WORK REQUIRED :: Go through the records and copy each line where the word "ResumeMusic" occurs.

DATA PROVIDED ::
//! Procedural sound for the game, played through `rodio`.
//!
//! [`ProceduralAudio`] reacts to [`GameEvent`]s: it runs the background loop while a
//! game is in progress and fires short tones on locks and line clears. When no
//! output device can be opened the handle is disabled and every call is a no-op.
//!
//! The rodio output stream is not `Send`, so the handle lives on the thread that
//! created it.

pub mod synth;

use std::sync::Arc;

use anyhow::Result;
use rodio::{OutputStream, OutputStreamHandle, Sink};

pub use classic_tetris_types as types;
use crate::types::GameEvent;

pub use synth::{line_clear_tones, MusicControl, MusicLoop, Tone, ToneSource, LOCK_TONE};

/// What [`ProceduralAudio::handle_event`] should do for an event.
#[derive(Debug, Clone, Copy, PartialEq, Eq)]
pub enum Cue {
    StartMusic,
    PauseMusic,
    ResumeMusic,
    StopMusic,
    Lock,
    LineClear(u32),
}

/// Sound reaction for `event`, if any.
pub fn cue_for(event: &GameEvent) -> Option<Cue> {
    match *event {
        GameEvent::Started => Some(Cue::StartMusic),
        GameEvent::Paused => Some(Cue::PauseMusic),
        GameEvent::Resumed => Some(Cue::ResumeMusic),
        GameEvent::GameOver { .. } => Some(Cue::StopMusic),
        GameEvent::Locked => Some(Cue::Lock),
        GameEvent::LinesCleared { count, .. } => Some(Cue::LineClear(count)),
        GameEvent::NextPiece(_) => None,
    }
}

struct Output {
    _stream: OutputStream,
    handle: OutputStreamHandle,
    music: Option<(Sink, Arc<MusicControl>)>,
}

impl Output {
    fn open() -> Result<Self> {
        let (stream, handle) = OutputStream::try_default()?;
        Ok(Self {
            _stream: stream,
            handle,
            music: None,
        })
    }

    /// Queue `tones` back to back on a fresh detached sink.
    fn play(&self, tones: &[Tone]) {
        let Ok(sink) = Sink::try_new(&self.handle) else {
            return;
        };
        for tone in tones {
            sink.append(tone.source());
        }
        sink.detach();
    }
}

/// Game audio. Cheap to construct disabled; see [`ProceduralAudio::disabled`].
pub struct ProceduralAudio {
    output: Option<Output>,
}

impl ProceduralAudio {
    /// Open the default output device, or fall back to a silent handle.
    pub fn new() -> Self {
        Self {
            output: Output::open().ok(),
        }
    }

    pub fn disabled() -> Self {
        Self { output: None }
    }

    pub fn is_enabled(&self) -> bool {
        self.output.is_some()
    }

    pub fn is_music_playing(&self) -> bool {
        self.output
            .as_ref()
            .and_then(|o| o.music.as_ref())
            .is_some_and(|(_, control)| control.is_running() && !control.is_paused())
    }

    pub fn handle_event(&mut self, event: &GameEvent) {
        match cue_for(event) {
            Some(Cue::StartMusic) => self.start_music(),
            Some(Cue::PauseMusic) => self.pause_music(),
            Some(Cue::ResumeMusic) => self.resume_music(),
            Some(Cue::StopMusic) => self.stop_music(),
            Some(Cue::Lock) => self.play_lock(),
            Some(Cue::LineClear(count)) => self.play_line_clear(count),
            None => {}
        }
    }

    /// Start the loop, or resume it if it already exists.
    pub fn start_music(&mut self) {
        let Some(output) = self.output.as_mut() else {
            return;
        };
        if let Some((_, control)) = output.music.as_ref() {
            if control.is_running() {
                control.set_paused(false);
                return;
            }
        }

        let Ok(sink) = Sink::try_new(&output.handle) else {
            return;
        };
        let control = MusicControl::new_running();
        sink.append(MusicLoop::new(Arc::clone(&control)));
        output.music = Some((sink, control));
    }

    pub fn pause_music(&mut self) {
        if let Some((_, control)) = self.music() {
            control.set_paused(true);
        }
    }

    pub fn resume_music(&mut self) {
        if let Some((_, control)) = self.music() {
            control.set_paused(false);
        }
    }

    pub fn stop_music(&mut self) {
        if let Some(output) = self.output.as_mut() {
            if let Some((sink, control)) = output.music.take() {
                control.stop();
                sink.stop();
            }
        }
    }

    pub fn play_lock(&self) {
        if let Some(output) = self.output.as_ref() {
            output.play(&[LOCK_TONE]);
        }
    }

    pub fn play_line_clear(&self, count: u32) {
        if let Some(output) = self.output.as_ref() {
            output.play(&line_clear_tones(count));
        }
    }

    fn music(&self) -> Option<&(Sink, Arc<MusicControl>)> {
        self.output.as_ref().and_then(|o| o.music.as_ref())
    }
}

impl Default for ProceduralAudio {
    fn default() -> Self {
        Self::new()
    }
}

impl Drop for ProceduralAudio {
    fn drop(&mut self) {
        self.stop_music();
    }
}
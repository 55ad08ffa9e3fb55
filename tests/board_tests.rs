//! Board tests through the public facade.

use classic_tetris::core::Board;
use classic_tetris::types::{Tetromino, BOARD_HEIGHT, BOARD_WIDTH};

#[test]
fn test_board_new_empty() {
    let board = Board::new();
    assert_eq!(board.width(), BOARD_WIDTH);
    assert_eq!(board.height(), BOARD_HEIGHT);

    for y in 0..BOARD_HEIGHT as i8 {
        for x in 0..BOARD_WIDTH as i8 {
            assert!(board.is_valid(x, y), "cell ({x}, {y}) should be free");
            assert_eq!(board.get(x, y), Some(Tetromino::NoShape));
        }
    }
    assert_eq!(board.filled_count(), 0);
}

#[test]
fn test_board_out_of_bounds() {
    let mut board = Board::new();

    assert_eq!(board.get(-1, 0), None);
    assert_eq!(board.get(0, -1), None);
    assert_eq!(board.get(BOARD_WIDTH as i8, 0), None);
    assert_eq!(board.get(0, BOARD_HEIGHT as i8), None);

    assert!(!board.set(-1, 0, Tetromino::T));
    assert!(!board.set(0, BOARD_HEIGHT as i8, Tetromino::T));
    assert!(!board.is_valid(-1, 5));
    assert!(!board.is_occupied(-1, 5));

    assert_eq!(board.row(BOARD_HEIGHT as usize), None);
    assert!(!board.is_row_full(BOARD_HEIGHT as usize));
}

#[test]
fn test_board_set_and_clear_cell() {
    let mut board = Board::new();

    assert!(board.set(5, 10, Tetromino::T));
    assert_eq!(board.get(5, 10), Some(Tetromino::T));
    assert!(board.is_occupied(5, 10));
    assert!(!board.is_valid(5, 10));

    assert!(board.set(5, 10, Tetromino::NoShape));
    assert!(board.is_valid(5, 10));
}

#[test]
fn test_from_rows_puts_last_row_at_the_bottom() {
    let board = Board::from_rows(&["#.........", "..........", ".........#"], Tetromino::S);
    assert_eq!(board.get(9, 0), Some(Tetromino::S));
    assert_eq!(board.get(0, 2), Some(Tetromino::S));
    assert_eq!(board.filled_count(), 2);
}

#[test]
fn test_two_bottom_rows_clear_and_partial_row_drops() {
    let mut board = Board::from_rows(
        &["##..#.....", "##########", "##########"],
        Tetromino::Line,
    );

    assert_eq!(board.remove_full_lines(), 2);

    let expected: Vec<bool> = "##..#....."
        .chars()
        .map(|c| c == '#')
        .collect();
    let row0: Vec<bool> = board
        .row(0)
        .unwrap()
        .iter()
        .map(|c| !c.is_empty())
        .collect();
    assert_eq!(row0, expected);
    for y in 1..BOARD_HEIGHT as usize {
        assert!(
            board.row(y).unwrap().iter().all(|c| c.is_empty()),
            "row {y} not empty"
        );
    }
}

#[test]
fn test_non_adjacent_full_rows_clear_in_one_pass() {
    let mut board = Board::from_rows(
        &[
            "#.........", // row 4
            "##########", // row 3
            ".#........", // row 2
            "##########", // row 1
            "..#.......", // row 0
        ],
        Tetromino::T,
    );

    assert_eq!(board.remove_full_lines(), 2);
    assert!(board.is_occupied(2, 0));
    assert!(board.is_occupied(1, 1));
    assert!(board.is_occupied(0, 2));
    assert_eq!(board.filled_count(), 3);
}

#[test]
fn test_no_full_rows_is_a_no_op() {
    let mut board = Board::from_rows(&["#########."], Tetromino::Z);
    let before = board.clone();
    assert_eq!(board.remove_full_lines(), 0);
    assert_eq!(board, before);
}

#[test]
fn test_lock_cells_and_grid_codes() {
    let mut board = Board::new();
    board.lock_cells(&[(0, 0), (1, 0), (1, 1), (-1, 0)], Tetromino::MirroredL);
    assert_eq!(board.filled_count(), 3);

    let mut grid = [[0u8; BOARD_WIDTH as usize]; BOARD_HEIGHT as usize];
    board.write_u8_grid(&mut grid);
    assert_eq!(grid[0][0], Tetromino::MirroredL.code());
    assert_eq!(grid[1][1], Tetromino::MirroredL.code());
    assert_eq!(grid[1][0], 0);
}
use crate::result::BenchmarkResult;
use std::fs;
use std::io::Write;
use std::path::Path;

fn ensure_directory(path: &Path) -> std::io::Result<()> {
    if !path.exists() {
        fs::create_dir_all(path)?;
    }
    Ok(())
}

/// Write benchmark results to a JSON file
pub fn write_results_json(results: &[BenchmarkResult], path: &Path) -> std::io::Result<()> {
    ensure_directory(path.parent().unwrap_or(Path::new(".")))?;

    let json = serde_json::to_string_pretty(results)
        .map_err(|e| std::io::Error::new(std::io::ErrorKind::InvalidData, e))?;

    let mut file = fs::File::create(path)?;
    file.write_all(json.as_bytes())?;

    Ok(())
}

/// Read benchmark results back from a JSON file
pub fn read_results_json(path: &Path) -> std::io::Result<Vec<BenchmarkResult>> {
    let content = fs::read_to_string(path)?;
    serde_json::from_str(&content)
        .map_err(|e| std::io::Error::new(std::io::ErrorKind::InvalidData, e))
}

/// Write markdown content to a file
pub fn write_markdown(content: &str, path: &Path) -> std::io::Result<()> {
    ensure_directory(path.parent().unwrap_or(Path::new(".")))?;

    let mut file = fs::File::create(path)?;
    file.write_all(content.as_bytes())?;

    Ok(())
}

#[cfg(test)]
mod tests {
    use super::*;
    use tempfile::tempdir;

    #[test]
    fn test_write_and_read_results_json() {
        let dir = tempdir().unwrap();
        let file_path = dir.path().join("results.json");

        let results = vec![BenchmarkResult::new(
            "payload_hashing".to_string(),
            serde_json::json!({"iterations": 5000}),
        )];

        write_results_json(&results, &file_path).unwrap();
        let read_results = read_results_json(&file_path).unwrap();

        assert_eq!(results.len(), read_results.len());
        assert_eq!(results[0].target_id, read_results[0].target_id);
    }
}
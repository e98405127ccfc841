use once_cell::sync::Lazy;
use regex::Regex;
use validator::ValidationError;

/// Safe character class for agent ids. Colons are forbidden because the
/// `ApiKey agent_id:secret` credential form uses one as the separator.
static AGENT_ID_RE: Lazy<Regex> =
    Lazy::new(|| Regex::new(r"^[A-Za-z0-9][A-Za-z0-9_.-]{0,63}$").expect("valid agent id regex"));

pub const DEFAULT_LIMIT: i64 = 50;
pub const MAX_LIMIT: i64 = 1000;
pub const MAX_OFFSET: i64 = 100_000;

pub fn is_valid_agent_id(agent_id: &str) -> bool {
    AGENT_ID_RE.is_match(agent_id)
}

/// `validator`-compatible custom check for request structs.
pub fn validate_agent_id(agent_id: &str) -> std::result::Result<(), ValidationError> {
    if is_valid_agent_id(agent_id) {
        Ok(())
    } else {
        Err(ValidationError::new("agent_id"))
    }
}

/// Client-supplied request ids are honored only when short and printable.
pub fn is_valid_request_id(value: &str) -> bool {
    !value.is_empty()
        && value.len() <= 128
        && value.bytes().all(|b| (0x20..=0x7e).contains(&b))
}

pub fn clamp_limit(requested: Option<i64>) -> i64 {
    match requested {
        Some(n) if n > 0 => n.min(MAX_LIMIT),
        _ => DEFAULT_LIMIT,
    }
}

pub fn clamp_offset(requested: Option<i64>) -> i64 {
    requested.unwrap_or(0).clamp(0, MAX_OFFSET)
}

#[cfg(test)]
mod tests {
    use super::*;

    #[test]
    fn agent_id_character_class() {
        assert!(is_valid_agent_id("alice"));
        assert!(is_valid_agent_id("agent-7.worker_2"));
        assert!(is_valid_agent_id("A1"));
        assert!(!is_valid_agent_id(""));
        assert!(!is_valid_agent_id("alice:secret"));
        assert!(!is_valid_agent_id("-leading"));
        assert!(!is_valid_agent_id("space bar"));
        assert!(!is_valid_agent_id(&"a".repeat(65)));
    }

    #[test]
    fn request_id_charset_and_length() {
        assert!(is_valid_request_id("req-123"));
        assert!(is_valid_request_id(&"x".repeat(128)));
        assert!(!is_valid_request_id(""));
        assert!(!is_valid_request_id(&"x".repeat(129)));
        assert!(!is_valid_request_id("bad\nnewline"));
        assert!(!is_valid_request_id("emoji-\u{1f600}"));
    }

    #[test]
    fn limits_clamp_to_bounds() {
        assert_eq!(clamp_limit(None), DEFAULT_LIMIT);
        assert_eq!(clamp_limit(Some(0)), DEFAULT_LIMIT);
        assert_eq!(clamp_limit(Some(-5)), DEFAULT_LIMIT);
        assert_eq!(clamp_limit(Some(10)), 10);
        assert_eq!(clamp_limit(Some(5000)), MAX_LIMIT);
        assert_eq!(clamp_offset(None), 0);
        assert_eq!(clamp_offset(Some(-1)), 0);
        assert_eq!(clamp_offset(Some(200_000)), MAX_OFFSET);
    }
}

OUTPUT FOR THIS EXERCISE ::
    ResumeMusic,
        GameEvent::Resumed => Some(Cue::ResumeMusic),
            Some(Cue::ResumeMusic) => self.resume_music(),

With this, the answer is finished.